- Opening Delimiter -

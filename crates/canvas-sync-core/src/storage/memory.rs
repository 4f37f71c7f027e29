//! In-memory storage implementation.

use super::{BoxFuture, Storage, StorageError, StorageResult};
use serde_json::Value;
use std::collections::HashMap;
use std::sync::RwLock;

/// In-memory storage for tests and for sessions without durable storage.
#[derive(Default)]
pub struct MemoryStorage {
    records: RwLock<HashMap<String, Value>>,
    disabled: bool,
}

impl MemoryStorage {
    /// Create a new empty memory storage.
    pub fn new() -> Self {
        Self::default()
    }

    /// A store whose every operation reports [`StorageError::Unavailable`],
    /// like a browser with storage turned off.
    pub fn disabled() -> Self {
        Self {
            disabled: true,
            ..Self::default()
        }
    }

    fn check(&self) -> StorageResult<()> {
        if self.disabled {
            Err(StorageError::Unavailable("storage is disabled".to_string()))
        } else {
            Ok(())
        }
    }
}

fn lock_error(e: impl std::fmt::Display) -> StorageError {
    StorageError::Other(format!("Lock error: {}", e))
}

impl Storage for MemoryStorage {
    fn open(&self) -> BoxFuture<'_, StorageResult<()>> {
        Box::pin(async move { self.check() })
    }

    fn save(&self, key: &str, record: &Value) -> BoxFuture<'_, StorageResult<()>> {
        let key = key.to_string();
        let record = record.clone();
        Box::pin(async move {
            self.check()?;
            let mut records = self.records.write().map_err(lock_error)?;
            records.insert(key, record);
            Ok(())
        })
    }

    fn load(&self, key: &str) -> BoxFuture<'_, StorageResult<Value>> {
        let key = key.to_string();
        Box::pin(async move {
            self.check()?;
            let records = self.records.read().map_err(lock_error)?;
            records.get(&key).cloned().ok_or(StorageError::NotFound(key))
        })
    }

    fn delete(&self, key: &str) -> BoxFuture<'_, StorageResult<()>> {
        let key = key.to_string();
        Box::pin(async move {
            self.check()?;
            let mut records = self.records.write().map_err(lock_error)?;
            records.remove(&key);
            Ok(())
        })
    }

    fn exists(&self, key: &str) -> BoxFuture<'_, StorageResult<bool>> {
        let key = key.to_string();
        Box::pin(async move {
            self.check()?;
            let records = self.records.read().map_err(lock_error)?;
            Ok(records.contains_key(&key))
        })
    }
}

#[cfg(test)]
mod tests {
    use super::*;
    use crate::block_on;
    use serde_json::json;

    #[test]
    fn test_memory_storage_save_load() {
        let storage = MemoryStorage::new();
        block_on(storage.save("canvas", &json!({"elements": []}))).unwrap();

        let loaded = block_on(storage.load("canvas")).unwrap();
        assert_eq!(loaded, json!({"elements": []}));
    }

    #[test]
    fn test_memory_storage_save_overwrites() {
        let storage = MemoryStorage::new();
        block_on(storage.save("canvas", &json!({"v": 1}))).unwrap();
        block_on(storage.save("canvas", &json!({"w": 2}))).unwrap();
        assert_eq!(block_on(storage.load("canvas")).unwrap(), json!({"w": 2}));
    }

    #[test]
    fn test_memory_storage_not_found() {
        let storage = MemoryStorage::new();
        let result = block_on(storage.load("missing"));
        assert!(matches!(result, Err(StorageError::NotFound(_))));
    }

    #[test]
    fn test_memory_storage_delete() {
        let storage = MemoryStorage::new();
        block_on(storage.save("canvas", &json!({}))).unwrap();
        assert!(block_on(storage.exists("canvas")).unwrap());

        block_on(storage.delete("canvas")).unwrap();
        assert!(!block_on(storage.exists("canvas")).unwrap());
        block_on(storage.delete("canvas")).unwrap();
    }

    #[test]
    fn test_disabled_storage_reports_unavailable() {
        let storage = MemoryStorage::disabled();
        assert!(matches!(block_on(storage.open()), Err(StorageError::Unavailable(_))));
        assert!(matches!(
            block_on(storage.save("canvas", &json!({}))),
            Err(StorageError::Unavailable(_))
        ));
    }
}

- Closing Delimiter -

Extract the complete listing verbatim.

filename crates/canvas-sync-core/src/storage/memory.rs
repository 4f37f71c7f027e29
//! In-memory storage implementation.

use super::{BoxFuture, Storage, StorageError, StorageResult};
use serde_json::Value;
use std::collections::HashMap;
use std::sync::RwLock;

/// In-memory storage for tests and for sessions without durable storage.
#[derive(Default)]
pub struct MemoryStorage {
    records: RwLock<HashMap<String, Value>>,
    disabled: bool,
}

impl MemoryStorage {
    /// Create a new empty memory storage.
    pub fn new() -> Self {
        Self::default()
    }

    /// A store whose every operation reports [`StorageError::Unavailable`],
    /// like a browser with storage turned off.
    pub fn disabled() -> Self {
        Self {
            disabled: true,
            ..Self::default()
        }
    }

    fn check(&self) -> StorageResult<()> {
        if self.disabled {
            Err(StorageError::Unavailable("storage is disabled".to_string()))
        } else {
            Ok(())
        }
    }
}

fn lock_error(e: impl std::fmt::Display) -> StorageError {
    StorageError::Other(format!("Lock error: {}", e))
}

impl Storage for MemoryStorage {
    fn open(&self) -> BoxFuture<'_, StorageResult<()>> {
        Box::pin(async move { self.check() })
    }

    fn save(&self, key: &str, record: &Value) -> BoxFuture<'_, StorageResult<()>> {
        let key = key.to_string();
        let record = record.clone();
        Box::pin(async move {
            self.check()?;
            let mut records = self.records.write().map_err(lock_error)?;
            records.insert(key, record);
            Ok(())
        })
    }

    fn load(&self, key: &str) -> BoxFuture<'_, StorageResult<Value>> {
        let key = key.to_string();
        Box::pin(async move {
            self.check()?;
            let records = self.records.read().map_err(lock_error)?;
            records.get(&key).cloned().ok_or(StorageError::NotFound(key))
        })
    }

    fn delete(&self, key: &str) -> BoxFuture<'_, StorageResult<()>> {
        let key = key.to_string();
        Box::pin(async move {
            self.check()?;
            let mut records = self.records.write().map_err(lock_error)?;
            records.remove(&key);
            Ok(())
        })
    }

    fn exists(&self, key: &str) -> BoxFuture<'_, StorageResult<bool>> {
        let key = key.to_string();
        Box::pin(async move {
            self.check()?;
            let records = self.records.read().map_err(lock_error)?;
            Ok(records.contains_key(&key))
        })
    }
}

#[cfg(test)]
mod tests {
    use super::*;
    use crate::block_on;
    use serde_json::json;

    #[test]
    fn test_memory_storage_save_load() {
        let storage = MemoryStorage::new();
        block_on(storage.save("canvas", &json!({"elements": []}))).unwrap();

        let loaded = block_on(storage.load("canvas")).unwrap();
        assert_eq!(loaded, json!({"elements": []}));
    }

    #[test]
    fn test_memory_storage_save_overwrites() {
        let storage = MemoryStorage::new();
        block_on(storage.save("canvas", &json!({"v": 1}))).unwrap();
        block_on(storage.save("canvas", &json!({"w": 2}))).unwrap();
        assert_eq!(block_on(storage.load("canvas")).unwrap(), json!({"w": 2}));
    }

    #[test]
    fn test_memory_storage_not_found() {
        let storage = MemoryStorage::new();
        let result = block_on(storage.load("missing"));
        assert!(matches!(result, Err(StorageError::NotFound(_))));
    }

    #[test]
    fn test_memory_storage_delete() {
        let storage = MemoryStorage::new();
        block_on(storage.save("canvas", &json!({}))).unwrap();
        assert!(block_on(storage.exists("canvas")).unwrap());

        block_on(storage.delete("canvas")).unwrap();
        assert!(!block_on(storage.exists("canvas")).unwrap());
        block_on(storage.delete("canvas")).unwrap();
    }

    #[test]
    fn test_disabled_storage_reports_unavailable() {
        let storage = MemoryStorage::disabled();
        assert!(matches!(block_on(storage.open()), Err(StorageError::Unavailable(_))));
        assert!(matches!(
            block_on(storage.save("canvas", &json!({}))),
            Err(StorageError::Unavailable(_))
        ));
    }
}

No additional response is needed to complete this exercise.